Pensioen mythes

Op deze pagina willen wij een aantal hardnekkige en populaire mythes rondom pensioen bespreken.

Mythe 1: pensioen is uitgesteld loon

Dit is een veelgehoorde uitspraak, vaak met een emotionele ondertoon, die vooral lijkt te stellen dat pensioen hetzelfde is als loon. Dus kortingen op pensioen en ontbreken van verhogingen doen afbreuk aan dat toegezegde loon.

Pensioen is geen loon, het is pensioen. Immers de gepensioneerde heeft recht op pensioen omdat hij/zij de pensioengerechtigde leeftijd heeft bereikt en niet meer werkt. Dat recht is toegezegd door de werkgever en die komt dat recht na door een premie te betalen aan een pensioenfonds. Het pensioenfonds neemt daarmee de verplichting naar de (toekomstige) gepensioneerde over van de werkgever. Het pensioenfonds moet het toegezegde pensioen uitbetalen.

Maar ….. pensioenen in Nederland zijn niet 100% zeker en elders in de wereld trouwens ook niet. Dat betekent dat pensioenfondsen soms pensioenen moeten verlagen als hun financiële positie onvoldoende is en waarschijnlijk ook niet zal verbeteren in de toekomst. Dat is vooral voor gepensioneerden heel vervelend want die merken dat direct in de portemonnee. Maar dat is onvermijdelijk onderdeel van het totale pensioenstelsel. Pensioenfondsen kunnen alleen maar uitkeringen doen als ze daarvoor genoeg geld in kas hebben. Er is niemand die extra geld zal bijstorten als er niet voldoende geld in kas is.

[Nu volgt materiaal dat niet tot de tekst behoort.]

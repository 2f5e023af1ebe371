//! Resource-aware scheduler for heterogeneous compute hosts.
//!
//! Host agents report capability snapshots ([`api_types::HostCapabilities`]); the
//! [`HostStateManager`] keeps the latest fresh one per host and the
//! [`ResourceAwareScheduler`] filters them against a [`PlacementRequest`].

pub mod collector;
pub mod error;
pub mod filters;
pub mod host_state;
pub mod request;
pub mod scheduler;

pub use collector::CapabilityCollector;
pub use collector::CapabilitySource;
pub use collector::HttpCapabilitySource;
pub use error::SchedulerError;
pub use host_state::HostStateManager;
pub use request::PlacementRequest;
pub use scheduler::ResourceAwareScheduler;
pub use scheduler::SelectionPolicy;

/// Topic of the compute host agents.
pub const COMPUTE_TOPIC: &str = "compute";
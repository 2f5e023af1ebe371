use std::time::Duration;

use anyhow::Result;
use tokio::task::JoinHandle;
use tokio_util::sync::CancellationToken;

use crate::api::ApiServer;
use crate::app::core::Application;

/// Task manager, responsible for starting and managing all background tasks
pub struct Tasks {
    pub tasks: Vec<JoinHandle<()>>,
    cancellation_token: CancellationToken,
}

impl Default for Tasks {
    fn default() -> Self {
        Self::new()
    }
}

impl Tasks {
    pub fn new() -> Self {
        Self {
            tasks: Vec::new(),
            cancellation_token: CancellationToken::new(),
        }
    }

    /// Start all background tasks
    pub fn spawn_all_tasks(&mut self, app: &Application) {
        let reporter_task = self.spawn_reporter_task(app);
        self.tasks.push(reporter_task);

        let api_server_task = self.spawn_api_server_task(app);
        self.tasks.push(api_server_task);
    }

    /// wait for tasks to complete or receive shutdown signal
    pub async fn wait_for_completion(&mut self) -> Result<()> {
        let signal_handler = {
            #[cfg(unix)]
            {
                use tokio::signal::unix::{signal, SignalKind};
                let mut sigterm = signal(SignalKind::terminate())?;
                let mut sigint = signal(SignalKind::interrupt())?;

                tokio::spawn(async move {
                    tokio::select! {
                        _ = sigterm.recv() => {
                            tracing::info!("Received SIGTERM, initiating graceful shutdown");
                        }
                        _ = sigint.recv() => {
                            tracing::info!("Received SIGINT, initiating graceful shutdown");
                        }
                    }
                })
            }
            #[cfg(not(unix))]
            {
                tokio::spawn(async {
                    if let Err(e) = tokio::signal::ctrl_c().await {
                        tracing::error!("Failed to listen for Ctrl+C: {e}");
                    }
                    tracing::info!("Received Ctrl+C, initiating graceful shutdown");
                })
            }
        };

        tokio::select! {
            _ = signal_handler => {
                tracing::info!("Shutdown signal received, cancelling all tasks");
                self.cancellation_token.cancel();
                self.wait_for_tasks_with_timeout(Duration::from_secs(30)).await;
            }
            result = futures::future::select_all(&mut self.tasks) => {
                let (result, _index, _remaining) = result;
                self.cancellation_token.cancel();
                if let Err(e) = result {
                    tracing::error!("Task completed with error: {e}");
                    return Err(e.into());
                }
                tracing::warn!("Task completed unexpectedly");
            }
        }

        Ok(())
    }

    async fn wait_for_tasks_with_timeout(&mut self, timeout: Duration) {
        tokio::time::timeout(timeout, async {
            for task in &mut self.tasks {
                if let Err(e) = task.await {
                    tracing::error!("Task failed during shutdown: {e}");
                }
            }
        })
        .await
        .unwrap_or_else(|_| {
            tracing::warn!("Task shutdown timed out after {:?}", timeout);
        });
    }

    fn spawn_reporter_task(&self, app: &Application) -> JoinHandle<()> {
        let reporter = app.services().reporter.clone();
        let period = app.daemon_args().report_interval();
        let token = self.cancellation_token.clone();

        tokio::spawn(async move {
            tracing::info!("Starting capability reporter task");
            reporter.run(period, token).await;
            tracing::info!("Capability reporter task completed");
        })
    }

    fn spawn_api_server_task(&self, app: &Application) -> JoinHandle<()> {
        let host = app.services().host.clone();
        let reporter = app.services().reporter.clone();
        let listen_addr = app.daemon_args().api_listen_addr.clone();
        let token = self.cancellation_token.clone();

        tokio::spawn(async move {
            let api_server = ApiServer::new(host, reporter, listen_addr);
            tracing::info!("Starting API server on {}", api_server.listen_addr());

            if let Err(e) = api_server.run(token).await {
                tracing::error!("API server failed: {e:?}");
            } else {
                tracing::info!("API server completed");
            }
        })
    }
}
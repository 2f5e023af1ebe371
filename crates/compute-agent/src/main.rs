use std::path::Path;

use anyhow::Context;
use anyhow::Result;
use clap::Parser;
use compute_agent::allocation::AllocationStore;
use compute_agent::allocation::DeviceHandle;
use compute_agent::allocation::LoadOutcome;
use compute_agent::app::ApplicationBuilder;
use compute_agent::config::Cli;
use compute_agent::config::Commands;
use compute_agent::config::DaemonArgs;
use compute_agent::config::ShowAllocationsArgs;
use compute_agent::config::ValidatePciArgs;
use compute_agent::infiniband::IbFunction;
use compute_agent::logging;
use compute_agent::pci::validate_and_parse;
use compute_agent::platform::FilePciDeviceStore;
use serde::Serialize;
use serde_json::json;
use utils::version;

/// Sets up global panic hooks.
fn setup_global_hooks() {
    let default_hook = std::panic::take_hook();
    std::panic::set_hook(Box::new(move |panic_info| {
        default_hook(panic_info);
        tracing::error!("Thread panicked: {}", panic_info);
    }));
}

#[tokio::main]
async fn main() -> Result<()> {
    setup_global_hooks();

    let cli = Cli::parse();

    match cli.command {
        Commands::Daemon(daemon_args) => run_daemon(*daemon_args).await,
        Commands::ShowAllocations(args) => show_allocations(&args),
        Commands::ValidatePci(args) => validate_pci(&args),
    }
}

async fn run_daemon(daemon_args: DaemonArgs) -> Result<()> {
    let _guard = logging::init(daemon_args.audit_log_file())?;

    tracing::info!("Starting compute agent daemon {}", &**version::VERSION);

    let app = ApplicationBuilder::new(daemon_args).build().await?;

    app.run().await?;
    app.shutdown().await?;

    Ok(())
}

fn describe<T: Serialize>(path: &Path, outcome: LoadOutcome<T>) -> serde_json::Value {
    let path = path.display().to_string();
    match outcome {
        LoadOutcome::Loaded(entries) => json!({ "path": path, "status": "loaded", "entries": entries }),
        LoadOutcome::Missing => json!({ "path": path, "status": "missing" }),
        LoadOutcome::Corrupt(reason) => json!({ "path": path, "status": "corrupt", "reason": reason }),
        LoadOutcome::UnsupportedVersion(v) => {
            json!({ "path": path, "status": "unsupported_version", "version": v })
        }
    }
}

fn describe_table<H: DeviceHandle>(store: &AllocationStore) -> serde_json::Value {
    describe(store.path(), store.load_outcome::<H>())
}

fn show_allocations(args: &ShowAllocationsArgs) -> Result<()> {
    let infiniband = AllocationStore::new(args.state_path.join(&args.ib_usage_file));
    let gpus = AllocationStore::new(args.state_path.join(&args.gpu_usage_file));
    let pci_path = args.state_path.join(&args.pci_usage_file);

    let tables = json!({
        "infiniband": describe_table::<IbFunction>(&infiniband),
        "gpus": describe_table::<u32>(&gpus),
        "pci_devices": describe(&pci_path, FilePciDeviceStore::read(&pci_path)),
    });
    println!(
        "{}",
        serde_json::to_string_pretty(&tables).context("failed to render allocation tables")?
    );
    Ok(())
}

fn validate_pci(args: &ValidatePciArgs) -> Result<()> {
    let records = validate_and_parse(&args.devices, &args.host)
        .context("invalid PCI passthrough device list")?;
    for record in &records {
        println!("{}\t{}", record.address, record.label);
    }
    println!("{} PCI passthrough device(s) valid", records.len());
    Ok(())
}
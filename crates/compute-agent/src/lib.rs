pub mod api;
pub mod app;
pub mod config;
pub mod domain;
mod infrastructure;
pub mod platform;

// Re-export main modules
pub use domain::allocation;
pub use domain::capability;
pub use domain::gpu;
pub use domain::infiniband;
pub use domain::pci;
pub use domain::reporter;
pub use domain::ComputeHost;
pub use infrastructure::logging;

In een van de volgende mythes zullen we ingaan op zekerheid, of beter gezegd het gebrek aan zekerheid bij pensioenen.

Mythe 2: gepensioneerden hebben recht op indexatie

Indexatie is de naam voor het verhogen van pensioenuitkeringen in verband met de inflatie.

Gepensioneerden hebben recht op een pensioenuitkering van het pensioenfonds waar zij bij zijn aangesloten. Dat recht is ontstaan doordat de werkgever een pensioentoezegging heeft gedaan aan de werknemers en daarvoor een premie heeft betaald aan het pensioenfonds. Verreweg de meeste werkgevers in Nederland hebben ooit een nominale pensioentoezegging gedaan, dat wil zeggen een vaste en niet geïndexeerde uitkering; de uitzondering zijn enkele “rijke” werkgevers, zoals oliemaatschappijen en sommige banken, die geïndexeerde pensioentoezeggingen hebben gedaan. De meeste pensioenfondsen hebben dan ook nooit premie ontvangen voor geïndexeerde uitkeringen.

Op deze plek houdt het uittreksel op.